The use of an autologous platelet-leukocyte gel or membrane is a new method that has been proposed for stimulating and accelerating healing of soft tissue and bone14-18. Platelets can be retrieved and isolated from freshly drawn autologous whole blood. Point-of-care devices fractionate the blood into platelet-poor plasma, platelet-rich plasma, and red blood cells19. The platelet-rich plasma can then be activated by autologous thrombin to create a viscous solution. This may be applied exogenously to form a mass, termed platelet-leukocyte membrane, that delivers platelet growth factors that may stimulate and/or accelerate physiological wound-healing and reparative tissue processes20,21.
The purpose of this study was to evaluate the clinical and magnetic resonance imaging (MRI) results of single-row arthroscopic rotator cuff repair with and without platelet-leukocyte membrane in patients with a large posterosuperior rotator cuff tear.
The study was registered in the ISRCTN public trials registry (number ISRCTN93082180). Eighty consecutive patients with a large full-thickness posterosuperior rotator cuff tear who met the inclusion criteria were enrolled between June 2009 and December 2009. All patients agreed to participate in the study and signed an informed consent form in accordance with the Declaration of Helsinki. The ethics committee of our institution approved all procedures described in this study.
The rotator cuff tear in each patient was confirmed preoperatively with noncontrast MRI scans (repetition time, 3200 ms; echo time, 85 ms). Oblique sagittal, oblique coronal, and axial MRI scans were obtained. We utilized T2-weighted gradient-echo spectral presaturation inversion recovery (SPIR) sequences in the true axial scans and T1-weighted gradient-echo SPIR sequences in the oblique coronal plane (parallel to the course of the supraspinatus muscle) and the oblique sagittal plane (parallel to the glenoid articular surface). The MRI findings represented the principal criteria that were used prior to surgery to determine that patients met the inclusion criteria for the study. A series of radiographs (true anteroposterior, axillary, and outlet views) was used to document signs of degenerative arthritis.

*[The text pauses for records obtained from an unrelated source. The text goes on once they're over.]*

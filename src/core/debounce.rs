//! Quiescence timer: coalesces a burst of changes into the last value.
//!
//! Time is passed in explicitly so the caller decides how to sleep (the main
//! loop uses `tokio::time::sleep_until` on [`Debouncer::deadline`]).

use std::time::{Duration, Instant};

#[derive(Debug, Clone)]
pub struct Debouncer<T> {
    window: Duration,
    pending: Option<(T, Instant)>,
}

impl<T> Debouncer<T> {
    pub fn new(window: Duration) -> Self {
        Self {
            window,
            pending: None,
        }
    }

    /// Record a change.  Replaces any pending value and restarts the window.
    pub fn touch(&mut self, value: T, now: Instant) {
        self.pending = Some((value, now + self.window));
    }

    /// When the pending value becomes due, if there is one.
    pub fn deadline(&self) -> Option<Instant> {
        self.pending.as_ref().map(|(_, due)| *due)
    }

    /// Take the pending value if its window has elapsed.
    pub fn poll(&mut self, now: Instant) -> Option<T> {
        match self.pending {
            Some((_, due)) if now >= due => self.pending.take().map(|(value, _)| value),
            _ => None,
        }
    }
}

The criteria for inclusion in the study group were the presence of a reparable large full-thickness posterosuperior rotator cuff tear and the ability of the patient to complete the preoperative and postoperative MRI examinations. We excluded patients with a partial-thickness tear, a small or massive full-thickness tear, a subscapularis tear, a traumatic tear, biceps instability, labral pathology amenable to surgical repair, os acromiale, degenerative arthritis of the glenohumeral joint, autoimmune or rheumatologic disease, previous surgery in the same shoulder, and Workers’ Compensation claims. Fatty degeneration of the rotator cuff muscles was documented on MRI and classified as described by Goutallier et al.22 and Fuchs et al.23 (grade 0, no fatty infiltration; grade 1, some fatty streaks; grade 2, more muscle than fat; grade 3, as much muscle as fat; grade 4, less muscle than fat).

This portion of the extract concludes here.